Fish humps and flats with a road runner or jig and a piece of crawler. They are pretty shallow this time of year.


----------



## larryfish (Apr 26, 2004)

Randall, They got to be in there  I catch too many little ones crappie fishing for there not to be any sumos. Over the past few years there is always a pic in the Ohio Game and Fish Finder of a gentalmen who gets a limit of 4# plus. Usually dated in late Feb. Last year at the Spillway bait shop there was a pic of him holding up a 6+ and 10+ . I have spent many fishless days looking for those sumos . Sure like to pick that guys brain  

King, did you ever catch any walleye out of CC from the original stocking back in the mind 80's?


----------



## jayjc77 (May 19, 2004)

**** The following information is intended for the viewing of you and your eyes only. Feel free to use this information at your descretion, do not pass it on.  ****

JC's tips for Successful Saugeye at Caesar's Creek  

DaKing is right. You do need semi-quiet waters. Eyes dart when the noise doesn't come gradually.

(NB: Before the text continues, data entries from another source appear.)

// Process-local storage for dev runs and tests.
// Mirrors the Postgres behaviour the service relies on: organizer foreign
// key, RETURNING-style results and NotFound on update/delete of unknown ids.

use async_trait::async_trait;
use chrono::Utc;
use parking_lot::RwLock;
use std::collections::HashMap;
use uuid::Uuid;

use super::{EventRepository, StorageError, VolunteerRepository};
use crate::models::{Event, NewEvent, Organizer, UpdateEventRequest, Volunteer};

#[derive(Default)]
pub struct InMemoryStore {
    organizers: RwLock<HashMap<Uuid, Organizer>>,
    events: RwLock<HashMap<Uuid, Event>>,
    volunteers: RwLock<HashMap<Uuid, Volunteer>>,
}

impl InMemoryStore {
    pub fn new() -> Self {
        Self::default()
    }

    pub fn insert_organizer(&self, organizer: Organizer) {
        self.organizers.write().insert(organizer.id, organizer);
    }

    pub fn insert_volunteer(&self, volunteer: Volunteer) {
        self.volunteers.write().insert(volunteer.id, volunteer);
    }

    fn ensure_organizer(&self, organizer_id: Uuid) -> Result<(), StorageError> {
        if self.organizers.read().contains_key(&organizer_id) {
            Ok(())
        } else {
            Err(StorageError::MissingRelation(format!(
                "organizer '{organizer_id}' does not exist"
            )))
        }
    }
}

#[async_trait]
impl EventRepository for InMemoryStore {
    async fn insert(&self, event: NewEvent) -> Result<Event, StorageError> {
        self.ensure_organizer(event.organizer_id)?;

        let now = Utc::now();
        let row = Event {
            id: Uuid::new_v4(),
            organizer_id: event.organizer_id,
            title: event.title,
            description: event.description,
            location: event.location,
            date: event.date,
            price: event.price,
            image_url: event.image_url,
            volunteer_id: event.volunteer_id,
            created_at: now,
            updated_at: now,
        };
        self.events.write().insert(row.id, row.clone());
        Ok(row)
    }

    async fn list(&self) -> Result<Vec<Event>, StorageError> {
        let mut rows: Vec<Event> = self.events.read().values().cloned().collect();
        rows.sort_by(|a, b| a.created_at.cmp(&b.created_at).then(a.id.cmp(&b.id)));
        Ok(rows)
    }

    async fn get(&self, id: Uuid) -> Result<Option<Event>, StorageError> {
        Ok(self.events.read().get(&id).cloned())
    }

    async fn update(&self, id: Uuid, changes: UpdateEventRequest) -> Result<Event, StorageError> {
        if let Some(organizer_id) = changes.organizer_id {
            self.ensure_organizer(organizer_id)?;
        }

        let mut events = self.events.write();
        let event = events
            .get_mut(&id)
            .ok_or(StorageError::NotFound { entity: "event", id })?;

        if let Some(title) = changes.title {
            event.title = title;
        }
        if let Some(description) = changes.description {
            event.description = Some(description);
        }
        if let Some(location) = changes.location {
            event.location = location;
        }
        if let Some(organizer_id) = changes.organizer_id {
            event.organizer_id = organizer_id;
        }
        if let Some(date) = changes.date {
            event.date = date;
        }
        if let Some(price) = changes.price {
            event.price = price;
        }
        if let Some(image_url) = changes.image_url {
            event.image_url = image_url;
        }
        if let Some(volunteer_id) = changes.volunteer_id {
            event.volunteer_id = Some(volunteer_id);
        }
        event.updated_at = Utc::now();

        Ok(event.clone())
    }

    async fn delete(&self, id: Uuid) -> Result<Event, StorageError> {
        self.events
            .write()
            .remove(&id)
            .ok_or(StorageError::NotFound { entity: "event", id })
    }
}

#[async_trait]
impl VolunteerRepository for InMemoryStore {
    async fn list_by_event(&self, event_id: Uuid) -> Result<Vec<Volunteer>, StorageError> {
        let mut rows: Vec<Volunteer> = self
            .volunteers
            .read()
            .values()
            .filter(|v| v.event_id == Some(event_id))
            .cloned()
            .collect();
        rows.sort_by(|a, b| a.created_at.cmp(&b.created_at).then(a.id.cmp(&b.id)));
        Ok(rows)
    }
}

#[cfg(test)]
mod tests {
    use super::*;
    use chrono::TimeZone;
    use rust_decimal::Decimal;

    fn organizer() -> Organizer {
        let now = Utc::now();
        Organizer {
            id: Uuid::new_v4(),
            name: "Tech Meetups".to_string(),
            description: None,
            contact_email: "hello@meetups.dev".to_string(),
            created_at: now,
            updated_at: now,
        }
    }

    fn new_event(organizer_id: Uuid) -> NewEvent {
        NewEvent {
            organizer_id,
            title: "Rust Night".to_string(),
            description: None,
            location: "Recife".to_string(),
            date: Utc.with_ymd_and_hms(2026, 11, 20, 19, 0, 0).unwrap(),
            price: Decimal::new(2500, 2),
            image_url: String::new(),
            volunteer_id: None,
        }
    }

    #[tokio::test]
    async fn test_insert_rejects_unknown_organizer() {
        let store = InMemoryStore::new();

        let err = store.insert(new_event(Uuid::new_v4())).await.unwrap_err();

        assert!(matches!(err, StorageError::MissingRelation(_)));
        assert!(store.list().await.unwrap().is_empty());
    }

    #[tokio::test]
    async fn test_update_and_delete_unknown_id_are_not_found() {
        let store = InMemoryStore::new();
        let id = Uuid::new_v4();

        let err = store
            .update(id, UpdateEventRequest::default())
            .await
            .unwrap_err();
        assert!(matches!(err, StorageError::NotFound { id: missing, .. } if missing == id));

        let err = store.delete(id).await.unwrap_err();
        assert!(matches!(err, StorageError::NotFound { .. }));
    }

    #[tokio::test]
    async fn test_update_rejects_unknown_organizer() {
        let store = InMemoryStore::new();
        let org = organizer();
        store.insert_organizer(org.clone());
        let event = store.insert(new_event(org.id)).await.unwrap();

        let changes = UpdateEventRequest {
            organizer_id: Some(Uuid::new_v4()),
            ..Default::default()
        };
        let err = store.update(event.id, changes).await.unwrap_err();

        assert!(matches!(err, StorageError::MissingRelation(_)));
        assert_eq!(store.get(event.id).await.unwrap().unwrap().organizer_id, org.id);
    }
}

Another tip is the pool. Check to see If the north end of the lake (380/anderson's fork) is flowing north, back into 380, or south, into the lake.

There is an island near the feeder creeks near the north ramps. The the pool is flowing back into 380, fish the west side of the island. If the pool is flowing into the lake, fish around the island, but mainly on the east side.

Another tip for fishing this island is the sides are steep drop off, and timber is scattered around. Don't be surpised to pull out some decent sized slabs also.
stay about 7'-10' from the island bank and anchor down. 

Drop your line to the bottom. Let it sit for a few minutes and then give 2-3 cranks off the bottom until you catch a small drift. Bass / Saugeye minnows work great on a 1/8 jig head hooked behind the dorsil fin. Use caution - usually when you set the hook they will dart towards the timber.

Using a crawler - just keep bouncing off bottom. I sometimes use a slip-rig with a foam bead or a piece of sponge on the leader to give the crawler some space to float up and around.

8 out of 10 time I can pull in a decent sized 18-20" eye with this next method. Use a 2-3" white pearl (or silver / purple pearl) shad softbait with the swimming tail on a 1/8 or 1/4 football-headed jig. Cast along the banks of the island and let jig fall. Run it irradically in front the the timber using no certain pattern.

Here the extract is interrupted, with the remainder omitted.